29. The welfare reform legislation enacted in 1996 included provisions that altogether banned immigrants who arrived in the United States after August 22, 1996, from receiving Medicaid and other federal means-tested public benefits for a period of five years from the time of their entry. However, in many families, some members--those who arrived on or before August 22, 1996 and those who were born in the U.S. and are, thus, citizens--may be eligible for Medicaid even though others in the family are excluded.
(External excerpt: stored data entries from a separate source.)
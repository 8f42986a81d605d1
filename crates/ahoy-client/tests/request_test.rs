//! Request assembly: URLs, interceptors, forced headers, status validation.

use std::sync::Arc;

use serde_json::json;

use ahoy_client::request::{InterceptorChain, RequestBuilder, RequestInterceptor, StaticHeaders};
use ahoy_client::transport::validate;
use ahoy_core::errors::TrackingError;
use ahoy_core::{HttpRequest, HttpResponse, TokenPair};

fn tokens() -> TokenPair {
    TokenPair::new("visitor-1", "visit-1")
}

// ─── URL resolution ────────────────────────────────────────

#[test]
fn url_joins_segments_with_single_slashes() {
    let cases = [
        ("https://ahoy.com", "ahoy", "visits"),
        ("https://ahoy.com/", "ahoy", "visits"),
        ("https://ahoy.com", "/ahoy/", "/visits"),
        ("https://ahoy.com//", "ahoy/", "visits/"),
    ];
    for (base, ahoy_path, path) in cases {
        let builder = RequestBuilder::new(base, ahoy_path);
        assert_eq!(builder.url(path), "https://ahoy.com/ahoy/visits", "{base} {ahoy_path} {path}");
    }
}

#[test]
fn url_keeps_nested_paths() {
    let builder = RequestBuilder::new("https://example.com/api/", "test-ahoy");
    assert_eq!(builder.url("my-events"), "https://example.com/api/test-ahoy/my-events");
    assert_eq!(builder.url("v2/my-events"), "https://example.com/api/test-ahoy/v2/my-events");
}

// ─── Build ─────────────────────────────────────────────────

#[test]
fn build_posts_json_with_visit_headers() {
    let builder = RequestBuilder::new("https://ahoy.com", "ahoy");
    let request = builder
        .build("events", &json!({"a": 1}), &tokens(), &[])
        .unwrap();

    assert_eq!(request.method, "POST");
    assert_eq!(request.url, "https://ahoy.com/ahoy/events");
    assert_eq!(request.body_text(), r#"{"a":1}"#);
    assert_eq!(
        request.headers.get("content-type"),
        Some("application/json; charset=utf-8")
    );
    assert_eq!(request.headers.get("Ahoy-Visitor"), Some("visitor-1"));
    assert_eq!(request.headers.get("ahoy-visit"), Some("visit-1"));
    assert_eq!(request.headers.len(), 3);
}

#[test]
fn interceptors_run_in_order_and_forced_headers_win() {
    let first = |request: &mut HttpRequest| {
        request.headers.set("X-Order", "first");
        request.headers.set("ahoy-visit", "spoofed");
        request.headers.set("CONTENT-TYPE", "text/plain");
    };
    let second = |request: &mut HttpRequest| {
        let seen = request.headers.get("X-Order").unwrap_or_default().to_string();
        request.headers.set("X-Order", format!("{seen},second"));
        request.headers.set("X-Url", request.url.clone());
    };
    let interceptors: Vec<Arc<dyn RequestInterceptor>> = vec![Arc::new(first), Arc::new(second)];

    let builder = RequestBuilder::new("https://ahoy.com", "ahoy");
    let request = builder
        .build("visits", &json!({}), &tokens(), &interceptors)
        .unwrap();

    assert_eq!(request.headers.get("X-Order"), Some("first,second"));
    assert_eq!(request.headers.get("X-Url"), Some("https://ahoy.com/ahoy/visits"));
    assert_eq!(request.headers.get("Ahoy-Visit"), Some("visit-1"));
    assert_eq!(
        request.headers.get("Content-Type"),
        Some("application/json; charset=utf-8")
    );
    // Replaced, not duplicated.
    assert_eq!(
        request
            .headers
            .iter()
            .filter(|(name, _)| name.eq_ignore_ascii_case("ahoy-visit"))
            .count(),
        1
    );
}

#[test]
fn static_headers_interceptor() {
    let interceptors: Vec<Arc<dyn RequestInterceptor>> = vec![Arc::new(
        StaticHeaders::new().header("X-App", "demo").bearer("secret"),
    )];
    let request = RequestBuilder::new("https://ahoy.com", "ahoy")
        .build("events", &json!({}), &tokens(), &interceptors)
        .unwrap();

    assert_eq!(request.headers.get("x-app"), Some("demo"));
    assert_eq!(request.headers.get("authorization"), Some("Bearer secret"));
}

#[test]
fn interceptor_chain_is_mutable() {
    let chain = InterceptorChain::default();
    assert!(chain.is_empty());

    chain.push(Arc::new(StaticHeaders::new().header("A", "1")));
    chain.push(Arc::new(StaticHeaders::new().header("B", "2")));
    assert_eq!(chain.len(), 2);

    let snapshot = chain.snapshot();
    chain.replace(vec![Arc::new(StaticHeaders::new().header("C", "3"))]);
    assert_eq!(snapshot.len(), 2);
    assert_eq!(chain.len(), 1);

    chain.clear();
    assert!(chain.is_empty());
}

// ─── Status validation ─────────────────────────────────────

#[test]
fn status_range_boundaries() {
    for status in [200, 204, 302, 399] {
        assert!(validate(HttpResponse::new(status, "")).is_ok(), "{status}");
    }
    for status in [100, 199, 400, 404, 500] {
        let err = validate(HttpResponse::new(status, "nope")).unwrap_err();
        match err {
            TrackingError::UnacceptableResponse { code, ref body } => {
                assert_eq!(code, status);
                assert_eq!(body, b"nope");
                assert_eq!(err.body_text().as_deref(), Some("nope"));
            }
            other => panic!("unexpected error: {other}"),
        }
    }
}
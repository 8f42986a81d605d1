/// Transport-level errors. The request never produced an HTTP status.
#[derive(Debug, thiserror::Error)]
pub enum TransportError {
    #[error("network error: {reason}")]
    NetworkError { reason: String },

    #[error("request timed out after {timeout_ms}ms")]
    Timeout { timeout_ms: u64 },

    #[error("failed to build HTTP client: {reason}")]
    ClientBuild { reason: String },

    #[error("no transport available: {reason}")]
    Unavailable { reason: String },
}
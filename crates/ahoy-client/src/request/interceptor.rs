//! Request interceptors: caller hooks run on every outbound request.

use std::fmt;
use std::sync::Arc;

use parking_lot::RwLock;

use ahoy_core::{Headers, HttpRequest};

/// Mutates a request before it is sent. Interceptors run in registration
/// order and may add or overwrite any header, but `Content-Type`,
/// `Ahoy-Visitor` and `Ahoy-Visit` are reset after the chain runs.
pub trait RequestInterceptor: Send + Sync {
    fn intercept(&self, request: &mut HttpRequest);
}

impl<F> RequestInterceptor for F
where
    F: Fn(&mut HttpRequest) + Send + Sync,
{
    fn intercept(&self, request: &mut HttpRequest) {
        self(request)
    }
}

/// Sets a fixed list of headers on every request.
#[derive(Debug, Clone, Default)]
pub struct StaticHeaders {
    headers: Headers,
}

impl StaticHeaders {
    pub fn new() -> Self {
        Self::default()
    }

    pub fn header(mut self, name: impl Into<String>, value: impl Into<String>) -> Self {
        self.headers.set(name, value);
        self
    }

    /// `Authorization: Bearer <token>`.
    pub fn bearer(self, token: impl AsRef<str>) -> Self {
        let value = format!("Bearer {}", token.as_ref());
        self.header("Authorization", value)
    }
}

impl RequestInterceptor for StaticHeaders {
    fn intercept(&self, request: &mut HttpRequest) {
        for (name, value) in self.headers.iter() {
            request.headers.set(name, value);
        }
    }
}

/// Ordered interceptor list, replaceable while the client is in use.
#[derive(Default)]
pub struct InterceptorChain {
    interceptors: RwLock<Vec<Arc<dyn RequestInterceptor>>>,
}

impl InterceptorChain {
    pub fn new(interceptors: Vec<Arc<dyn RequestInterceptor>>) -> Self {
        Self {
            interceptors: RwLock::new(interceptors),
        }
    }

    pub fn push(&self, interceptor: Arc<dyn RequestInterceptor>) {
        self.interceptors.write().push(interceptor);
    }

    pub fn replace(&self, interceptors: Vec<Arc<dyn RequestInterceptor>>) {
        *self.interceptors.write() = interceptors;
    }

    pub fn clear(&self) {
        self.interceptors.write().clear();
    }

    pub fn len(&self) -> usize {
        self.interceptors.read().len()
    }

    pub fn is_empty(&self) -> bool {
        self.interceptors.read().is_empty()
    }

    /// Current list. Requests already being built keep the list they started with.
    pub fn snapshot(&self) -> Vec<Arc<dyn RequestInterceptor>> {
        self.interceptors.read().clone()
    }
}

impl fmt::Debug for InterceptorChain {
    fn fmt(&self, f: &mut fmt::Formatter<'_>) -> fmt::Result {
        f.debug_struct("InterceptorChain")
            .field("len", &self.len())
            .finish()
    }
}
Although guidance issued by the Immigration and Naturalization Service (INS) has clarified that receipt of Medicaid (except long-term care) and SCHIP is not counted when determining "public charge" status in immigration proceedings, fear persists among immigrant families that Medicaid participation by some members might undermine the renewal of a "green card" or prevent a green card-holder who goes abroad from re-entering the U.S. These fears--which arose from well-publicized incidents in the 1990s of INS officials wrongly requiring green card-holders who were returning to the U.S. to reimburse the government for services received in Medicaid as a condition of reentry--may continue to affect enrollment decisions by immigrant families.